- [Items from a dataset]
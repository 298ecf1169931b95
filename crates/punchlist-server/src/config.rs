//! Server configuration.

use serde::{Deserialize, Serialize};

/// Configuration for the task server.
#[derive(Clone, Debug, Serialize, Deserialize)]
pub struct ServerConfig {
    /// Host to bind (default `"127.0.0.1"`).
    pub host: String,
    /// Port to bind (default `0` for auto-assign).
    pub port: u16,
    /// Default page size for task listings when the request names none.
    pub default_page_size: u32,
}

impl Default for ServerConfig {
    fn default() -> Self {
        Self {
            host: "127.0.0.1".into(),
            port: 0,
            default_page_size: 200,
        }
    }
}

- [EXERCISE DIRECTIONS]
Could you output each line above exactly as it was given?

- [TASK ANSWER]
repository 298ecf1169931b95
filename crates/punchlist-server/src/config.rs
//! Server configuration.

use serde::{Deserialize, Serialize};

/// Configuration for the task server.
#[derive(Clone, Debug, Serialize, Deserialize)]
pub struct ServerConfig {
    /// Host to bind (default `"127.0.0.1"`).
    pub host: String,
    /// Port to bind (default `0` for auto-assign).
    pub port: u16,
    /// Default page size for task listings when the request names none.
    pub default_page_size: u32,
}

impl Default for ServerConfig {
    fn default() -> Self {
        Self {
            host: "127.0.0.1".into(),
            port: 0,
            default_page_size: 200,
        }
    }
}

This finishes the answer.